In a purely observational study we have the problem that is called confounding (better labeled *systematic* confounding) which means that there are factors that are different (on average) between the people who have exposure E and those who do not, *other than the exposure itself or anything it causes*, and these factors that cause different outcomes with respect to D (e.g. they make D more likely). These differences might be mistakenly attributed to E. For example, smokers have worse health outcomes than nonsmokers for many diseases for reasons other than smoking; that is, health outcomes would differ between smokers and nonsmokers even if none of the “smokers” actually smoked. Since this difference is the case for the entire population the problem is not just a matter of sampling variation in the study (the type of error that is quantified by confidence intervals); it would still exist if you were able to include everyone in your study. Similarly, it is not caused by measurement error or any other goof. It is a real difference between the people who happen to have E and those who do not.
[Note that confounding is often confused with the badly named “confounders”, which are probably best called “unconfounders”. These are characteristics that are measured (or could be) and thus are variables that can be “controlled for” to reduce the confounding. Confounding exists if the exposed and unexposed populations are different, in terms of propensity for the outcome apart from what the exposure causes, regardless of the identification of confounders. Confounding does not require or promise that we can identify a confounder (i.e., unconfounder) variable.]

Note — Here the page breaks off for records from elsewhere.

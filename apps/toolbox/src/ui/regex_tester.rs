use dioxus::prelude::*;

use crate::services::regex_tester::{run, CaptureGroup, RegexFlags, TestOutcome};
use crate::ui::layout::{Tool, ToolFrame};
use crate::ui::widgets::{checkbox, InlineError, Panel, INPUT_CLASS};

#[component]
pub fn RegexTesterPanel() -> Element {
    let mut pattern = use_signal(String::new);
    let mut flags = use_signal(|| RegexFlags {
        global: true,
        ..RegexFlags::default()
    });
    let mut subject = use_signal(String::new);
    let mut replacement = use_signal(String::new);
    let mut replace_enabled = use_signal(|| false);

    let current_flags = *flags.read();
    let outcome: Option<Result<TestOutcome, String>> = if pattern.read().is_empty() {
        None
    } else {
        let replacement = replacement.read();
        let replacement = replace_enabled().then_some(replacement.as_str());
        Some(run(&pattern.read(), current_flags, &subject.read(), replacement).map_err(|err| err.to_string()))
    };

    let results = match outcome {
        None => rsx! { p { class: "text-xs text-slate-500 italic", "Enter a pattern to start." } },
        Some(Err(message)) => rsx! { InlineError { message: Some(message) } },
        Some(Ok(outcome)) => render_outcome(outcome),
    };

    rsx! {
        ToolFrame { tool: Tool::Regex,
            Panel { title: "Pattern".to_string(),
                div { class: "flex items-center gap-1 font-mono text-sm",
                    span { class: "text-slate-400", "/" }
                    input {
                        class: "{INPUT_CLASS} font-mono",
                        placeholder: "\\d+",
                        value: "{pattern}",
                        oninput: move |evt| pattern.set(evt.value()),
                    }
                    span { class: "text-slate-400", "/{current_flags.as_string()}" }
                }
                div { class: "flex flex-wrap gap-3",
                    {checkbox("g (all matches)", current_flags.global, move |on| flags.write().global = on)}
                    {checkbox("i (ignore case)", current_flags.case_insensitive, move |on| flags.write().case_insensitive = on)}
                    {checkbox("m (multi-line)", current_flags.multi_line, move |on| flags.write().multi_line = on)}
                    {checkbox("s (dot matches newline)", current_flags.dot_all, move |on| flags.write().dot_all = on)}
                    {checkbox("x (extended)", current_flags.extended, move |on| flags.write().extended = on)}
                }
            }

            Panel { title: "Test string".to_string(),
                textarea {
                    class: "{INPUT_CLASS} h-32 font-mono",
                    value: "{subject}",
                    oninput: move |evt| subject.set(evt.value()),
                }
                {checkbox("Replace", replace_enabled(), move |on| replace_enabled.set(on))}
                if replace_enabled() {
                    input {
                        class: "{INPUT_CLASS} font-mono",
                        placeholder: "$1 or ${{name}}",
                        value: "{replacement}",
                        oninput: move |evt| replacement.set(evt.value()),
                    }
                }
            }

            Panel { title: "Matches".to_string(), {results} }
        }
    }
}

fn render_outcome(outcome: TestOutcome) -> Element {
    let count = outcome.matches.len();
    rsx! {
        p { class: "text-xs text-slate-600", "{count} match(es)" }
        ol { class: "space-y-2",
            for (number, found) in outcome.matches.into_iter().enumerate() {
                li { key: "{number}", class: "rounded border border-slate-200 p-2 text-xs",
                    p {
                        span { class: "font-mono bg-amber-100 px-1", "{found.text}" }
                        span { class: "ml-2 text-slate-500", "at index {found.index}" }
                    }
                    if !found.groups.is_empty() {
                        ul { class: "mt-1 space-y-0.5 text-[11px] text-slate-600",
                            for (key, label, value) in group_rows(found.groups) {
                                li { key: "{key}",
                                    span { class: "font-medium", "{label}: " }
                                    span { class: "font-mono", "{value}" }
                                }
                            }
                        }
                    }
                }
            }
        }
        if let Some(replaced) = outcome.replaced {
            div { class: "space-y-1",
                h3 { class: "text-xs font-semibold text-slate-700", "Replacement result" }
                pre { class: "whitespace-pre-wrap rounded bg-slate-100 p-2 font-mono text-xs", "{replaced}" }
            }
        }
    }
}

fn group_rows(groups: Vec<CaptureGroup>) -> Vec<(usize, String, String)> {
    groups
        .into_iter()
        .map(|group| {
            let label = match group.name {
                Some(name) => format!("${} ({name})", group.index),
                None => format!("${}", group.index),
            };
            let value = group.value.unwrap_or_else(|| "(no match)".to_string());
            (group.index, label, value)
        })
        .collect()
}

So, in an experimental study we break the connection between E and any other factor by assigning E randomly. On average, then, confounding is eliminated (if everything is done according to the theoretical perfect rules, which is seldom quite the case). There actually still is confounding – by bad luck we might assign more people who just have a propensity toward D to one exposure group – but this confounding is no longer systematic. It is random and can therefore be captured using random error statistics (confidence intervals, p-values, etc.). Eliminating systematic confounding as an explanation for a correlation in your data is a great advantage, but it is not the same as going from not seeing causation to seeing it. You have merely ruled out one of the many possible explanations that compete with causation to explain the correlation in the data. Of course, this might be enough to make you extremely confident that you are seeing the manifestation of real causation, but you still never see the causation. But still, you should pay attention to the phrasing there: “make you”. The conclusion about causation is still in the mind of the observer, not in the data.

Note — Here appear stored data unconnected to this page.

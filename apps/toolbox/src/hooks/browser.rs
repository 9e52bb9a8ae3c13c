use dioxus::prelude::*;

use crate::services::browser;
use crate::state::AppActions;

pub fn copy_to_clipboard(actions: AppActions, label: impl Into<String>, text: String) {
    let label = label.into();
    spawn(async move {
        match browser::copy_text(&text).await {
            Ok(()) => actions.set_operation_success(format!("{label} copied")),
            Err(err) => actions.record_failure(format!("Copying {label}"), err),
        }
    });
}

pub fn offer_download(actions: AppActions, file_name: &str, mime: &str, bytes: &[u8]) {
    match browser::download(file_name, mime, bytes) {
        Ok(()) => actions.set_operation_success(format!("{file_name} ready")),
        Err(err) => actions.record_failure(format!("Downloading {file_name}"), err),
    }
}
#[cfg(test)]
mod tests {
    use super::*;

    #[test]
    fn top_level_inserts_track_operators() {
        let mut tree = RuleTree::new();
        tree.add_condition(None, "FileExists").unwrap();
        assert!(tree.top_operators().is_empty());
        tree.add_condition(None, "RegistryKeyExists").unwrap();
        tree.add_group(None, JoinOperator::Or).unwrap();
        assert_eq!(tree.top_operators().len(), 2);
    }

    #[test]
    fn removing_group_drops_subtree() {
        let mut tree = RuleTree::new();
        let group = tree.add_group(None, JoinOperator::And).unwrap();
        let inner = tree.add_group(Some(group), JoinOperator::Or).unwrap();
        let leaf = tree.add_condition(Some(inner), "FileExists").unwrap();
        assert_eq!(tree.len(), 3);
        assert_eq!(tree.depth(leaf), 2);

        tree.remove(group).unwrap();
        assert!(tree.is_empty());
        assert_eq!(tree.len(), 0);
        assert!(tree.get(leaf).is_none());
    }

    #[test]
    fn removing_top_level_element_drops_adjacent_operator() {
        let mut tree = RuleTree::new();
        let a = tree.add_condition(None, "FileExists").unwrap();
        let b = tree.add_condition(None, "FileExists").unwrap();
        let c = tree.add_condition(None, "FileExists").unwrap();
        tree.set_top_operator(0, JoinOperator::Or).unwrap();
        tree.set_top_operator(1, JoinOperator::And).unwrap();

        tree.remove(c).unwrap();
        assert_eq!(tree.top_operators(), &[JoinOperator::Or]);

        tree.remove(a).unwrap();
        assert!(tree.top_operators().is_empty());
        assert_eq!(tree.roots(), &[b]);
    }

    #[test]
    fn conditions_cannot_hold_children() {
        let mut tree = RuleTree::new();
        let leaf = tree.add_condition(None, "FileExists").unwrap();
        let err = tree.add_condition(Some(leaf), "FileExists").unwrap_err();
        assert!(matches!(err, RuleError::NotAGroup(id) if id == leaf));
        assert_eq!(tree.len(), 1);
    }

    #[test]
    fn set_function_keeps_shared_parameters() {
        let mut tree = RuleTree::new();
        let leaf = tree.add_condition(None, "FileExists").unwrap();
        tree.set_param(leaf, "path", r"C:\app.exe").unwrap();
        tree.set_function(leaf, "FileVersionEquals").unwrap();

        let Some(Node::Condition(condition)) = tree.get(leaf) else {
            panic!("expected condition");
        };
        assert_eq!(condition.function.key, "FileVersionEquals");
        assert_eq!(condition.value("path"), r"C:\app.exe");
        assert_eq!(condition.value("version"), "");
    }

    #[test]
    fn unknown_parameter_is_rejected() {
        let mut tree = RuleTree::new();
        let leaf = tree.add_condition(None, "FileExists").unwrap();
        assert!(matches!(
            tree.set_param(leaf, "version", "1"),
            Err(RuleError::UnknownParameter { .. })
        ));
    }

    #[test]
    fn move_by_swaps_siblings_within_bounds() {
        let mut tree = RuleTree::new();
        let group = tree.add_group(None, JoinOperator::And).unwrap();
        let a = tree.add_condition(Some(group), "FileExists").unwrap();
        let b = tree.add_condition(Some(group), "RegistryKeyExists").unwrap();

        assert!(!tree.move_by(a, -1).unwrap());
        assert!(tree.move_by(a, 1).unwrap());
        assert_eq!(tree.children(group), &[b, a]);
    }

    #[test]
    fn snapshot_restores_equivalent_tree() {
        let mut tree = RuleTree::new();
        let leaf = tree.add_condition(None, "FileExists").unwrap();
        tree.set_param(leaf, "path", r"C:\a.exe").unwrap();
        let group = tree.add_group(None, JoinOperator::Or).unwrap();
        let inner = tree.add_condition(Some(group), "RegistryKeyExists").unwrap();
        tree.set_param(inner, "key", r"HKLM\Software\X").unwrap();
        tree.set_top_operator(0, JoinOperator::Or).unwrap();

        let snapshot = tree.snapshot();
        let json = serde_json::to_string(&snapshot).unwrap();
        let decoded: RuleSnapshot = serde_json::from_str(&json).unwrap();
        let restored = RuleTree::from_snapshot(&decoded).unwrap();
        assert_eq!(restored.snapshot(), snapshot);
    }

    #[test]
    fn snapshot_with_mismatched_operators_is_rejected() {
        let snapshot = RuleSnapshot {
            elements: vec![SnapshotNode::Condition {
                function: "FileExists".into(),
                params: BTreeMap::new(),
            }],
            operators: vec![JoinOperator::And],
        };
        assert!(matches!(
            RuleTree::from_snapshot(&snapshot),
            Err(RuleError::Snapshot(_))
        ));
    }
}
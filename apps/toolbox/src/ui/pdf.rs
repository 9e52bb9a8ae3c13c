use dioxus::prelude::*;
use gloo_timers::future::TimeoutFuture;
use tracing::info;

use crate::hooks::browser::offer_download;
use crate::services::browser::format_bytes;
use crate::services::image_convert::check_size;
use crate::services::pdf::{compress, merge, move_entry, split, split_to_zip, PdfFile};
use crate::state::use_app_actions;
use crate::ui::layout::{Tool, ToolFrame};
use crate::ui::widgets::{
    read_uploads, upload_limit, Panel, BUTTON_CLASS, SECONDARY_BUTTON_CLASS,
};

const PDF_MIME: &str = "application/pdf";

#[component]
pub fn PdfPanel() -> Element {
    let actions = use_app_actions();
    let mut files = use_signal(Vec::<PdfFile>::new);
    let mut selected = use_signal(|| 0usize);
    let mut busy = use_signal(|| false);
    let mut report = use_signal(|| None::<String>);

    let on_upload = move |evt: FormEvent| async move {
        let limit = upload_limit();
        for (name, bytes) in read_uploads(&evt).await {
            let inspected = check_size(&name, bytes.len(), limit)
                .map_err(|err| err.to_string())
                .and_then(|()| PdfFile::inspect(name.clone(), bytes).map_err(|err| err.to_string()));
            match inspected {
                Ok(file) => {
                    info!(name = %file.name, pages = file.pages, "pdf added");
                    files.write().push(file);
                }
                Err(err) => actions.record_failure(format!("Opening {name}"), err),
            }
        }
    };

    let on_merge = move |_: MouseEvent| {
        let result = merge(&files.read());
        match result {
            Ok(bytes) => offer_download(actions, "merged.pdf", PDF_MIME, &bytes),
            Err(err) => actions.record_failure("Merge", err),
        }
    };

    let on_split_zip = move |_: MouseEvent| {
        let Some(file) = files.read().get(selected()).cloned() else {
            return;
        };
        match split_to_zip(&file) {
            Ok(bytes) => offer_download(actions, &format!("{}-pages.zip", file.name), "application/zip", &bytes),
            Err(err) => actions.record_failure("Split", err),
        }
    };

    let on_split_files = move |_: MouseEvent| {
        let Some(file) = files.read().get(selected()).cloned() else {
            return;
        };
        spawn(async move {
            busy.set(true);
            match split(&file) {
                Ok(parts) => {
                    for (name, bytes) in parts {
                        offer_download(actions, &name, PDF_MIME, &bytes);
                        TimeoutFuture::new(0).await;
                    }
                }
                Err(err) => actions.record_failure("Split", err),
            }
            busy.set(false);
        });
    };

    let on_compress = move |_: MouseEvent| {
        let Some(file) = files.read().get(selected()).cloned() else {
            return;
        };
        match compress(&file) {
            Ok((bytes, summary)) => {
                report.set(Some(format!(
                    "{}: {} → {} ({:.1}% saved)",
                    file.name,
                    format_bytes(summary.original_size),
                    format_bytes(summary.compressed_size),
                    summary.saved_percent(),
                )));
                offer_download(actions, &format!("compressed-{}", file.name), PDF_MIME, &bytes);
            }
            Err(err) => actions.record_failure("Compress", err),
        }
    };

    let count = files.read().len();
    let has_selection = selected() < count;

    rsx! {
        ToolFrame { tool: Tool::Pdf,
            Panel {
                title: "Files".to_string(),
                subtitle: Some(format!("Files stay in this browser. Limit per file: {}.", format_bytes(upload_limit() as usize))),
                input {
                    r#type: "file",
                    accept: ".pdf,application/pdf",
                    multiple: true,
                    onchange: on_upload,
                }
                if count == 0 {
                    p { class: "text-xs text-slate-500 italic", "No PDFs added." }
                }
                ul { class: "divide-y divide-slate-100",
                    for (index, file) in files.read().iter().cloned().enumerate() {
                        li {
                            key: "{index}-{file.name}",
                            class: if index == selected() { "flex items-center justify-between gap-2 bg-slate-100 px-2 py-1.5 text-xs" } else { "flex items-center justify-between gap-2 px-2 py-1.5 text-xs" },
                            button {
                                class: "flex-1 text-left",
                                onclick: move |_| selected.set(index),
                                span { class: "font-medium", "{index + 1}. {file.name}" }
                                span { class: "ml-2 text-slate-500",
                                    "{file.pages} page(s), {format_bytes(file.bytes.len())}"
                                }
                            }
                            div { class: "flex gap-1",
                                button {
                                    class: SECONDARY_BUTTON_CLASS,
                                    disabled: index == 0,
                                    onclick: move |_| {
                                        if move_entry(&mut files.write(), index, -1) {
                                            selected.set(index - 1);
                                        }
                                    },
                                    "↑"
                                }
                                button {
                                    class: SECONDARY_BUTTON_CLASS,
                                    disabled: index + 1 == count,
                                    onclick: move |_| {
                                        if move_entry(&mut files.write(), index, 1) {
                                            selected.set(index + 1);
                                        }
                                    },
                                    "↓"
                                }
                                button {
                                    class: SECONDARY_BUTTON_CLASS,
                                    onclick: move |_| {
                                        files.write().remove(index);
                                        selected.set(0);
                                    },
                                    "Remove"
                                }
                            }
                        }
                    }
                }
            }

            Panel { title: "Actions".to_string(),
                div { class: "flex flex-wrap gap-2",
                    button { class: BUTTON_CLASS, disabled: count < 2, onclick: on_merge, "Merge all in order" }
                    button { class: SECONDARY_BUTTON_CLASS, disabled: !has_selection, onclick: on_split_zip, "Split selected (ZIP)" }
                    button { class: SECONDARY_BUTTON_CLASS, disabled: !has_selection || busy(), onclick: on_split_files, "Split selected (separate files)" }
                    button { class: SECONDARY_BUTTON_CLASS, disabled: !has_selection, onclick: on_compress, "Compress selected" }
                }
                if let Some(summary) = report() {
                    p { class: "text-xs text-slate-600", "{summary}" }
                }
            }
        }
    }
}
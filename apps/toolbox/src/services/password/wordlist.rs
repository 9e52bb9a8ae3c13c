/// Short, unambiguous English words for passphrases.
pub const WORDS: &[&str] = &[
    "able", "acid", "acorn", "actor", "adapt", "agent", "alarm", "album", "alley", "amber",
    "anchor", "angle", "apple", "april", "arena", "armor", "arrow", "atlas", "audio", "autumn",
    "badge", "bagel", "baker", "bamboo", "banjo", "barrel", "basil", "beach", "beacon", "berry",
    "bison", "blade", "blanket", "bloom", "border", "bottle", "brave", "bread", "brick", "bridge",
    "bronze", "brush", "bucket", "buffalo", "butter", "cabin", "cactus", "camel", "candle", "canoe",
    "canyon", "carbon", "carpet", "castle", "cedar", "cellar", "chalk", "cherry", "chess", "cider",
    "cinema", "circle", "citrus", "clover", "cobalt", "cocoa", "comet", "copper", "coral", "cotton",
    "coyote", "crane", "crater", "cricket", "crystal", "cupboard", "dahlia", "dance", "delta", "desert",
    "diamond", "dinner", "dolphin", "domino", "dragon", "drift", "eagle", "easel", "echo", "eclipse",
    "ember", "engine", "falcon", "fabric", "feather", "fiddle", "flint", "forest", "fossil", "fountain",
    "galaxy", "garden", "garlic", "gecko", "ginger", "glacier", "globe", "granite", "gravel", "harbor",
    "harvest", "hazel", "helmet", "heron", "hollow", "honey", "horizon", "hornet", "husky", "iceberg",
    "igloo", "indigo", "island", "ivory", "jacket", "jaguar", "jasmine", "jelly", "jigsaw", "jungle",
    "kayak", "kernel", "kettle", "kiwi", "koala", "ladder", "lagoon", "lantern", "laser", "lemon",
    "lentil", "library", "lilac", "lobster", "locket", "lotus", "magnet", "mango", "maple", "marble",
    "meadow", "melon", "meteor", "mirror", "mosaic", "muffin", "napkin", "nebula", "needle", "nickel",
    "nutmeg", "oasis", "ocean", "olive", "onion", "orbit", "orchid", "otter", "oyster", "paddle",
    "panda", "paper", "parrot", "pebble", "pepper", "piano", "pilot", "planet", "plaza", "pocket",
    "polar", "pumpkin", "puzzle", "quartz", "quiver", "rabbit", "radar", "raven", "ribbon", "river",
    "rocket", "saddle", "salmon", "sapphire", "scarf", "shadow", "signal", "silver", "sketch", "spruce",
    "summit", "sunset", "teapot", "thunder", "tiger", "timber", "tomato", "topaz", "tractor", "tundra",
    "turtle", "umbrella", "valley", "velvet", "violet", "volcano", "walnut", "whistle", "willow", "window",
    "winter", "wizard", "yogurt", "zebra", "zephyr", "zinnia",
];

With this in mind, it becomes possible to realistically discuss how some studies might have advantages over others in terms of causal inference. An experiment on people can eliminate systematic confounding as an explanation for observed correlations. On the other hand, it might not offer a very good measure of the phenomenon of interest, so there are tradeoffs, art rather than blind, naïve following of recipes, and no bright lines. In future analyses, I will present such points in context, referring back to this note as the “you never observe causation, only correlations with different degrees of support for causal inference” macro.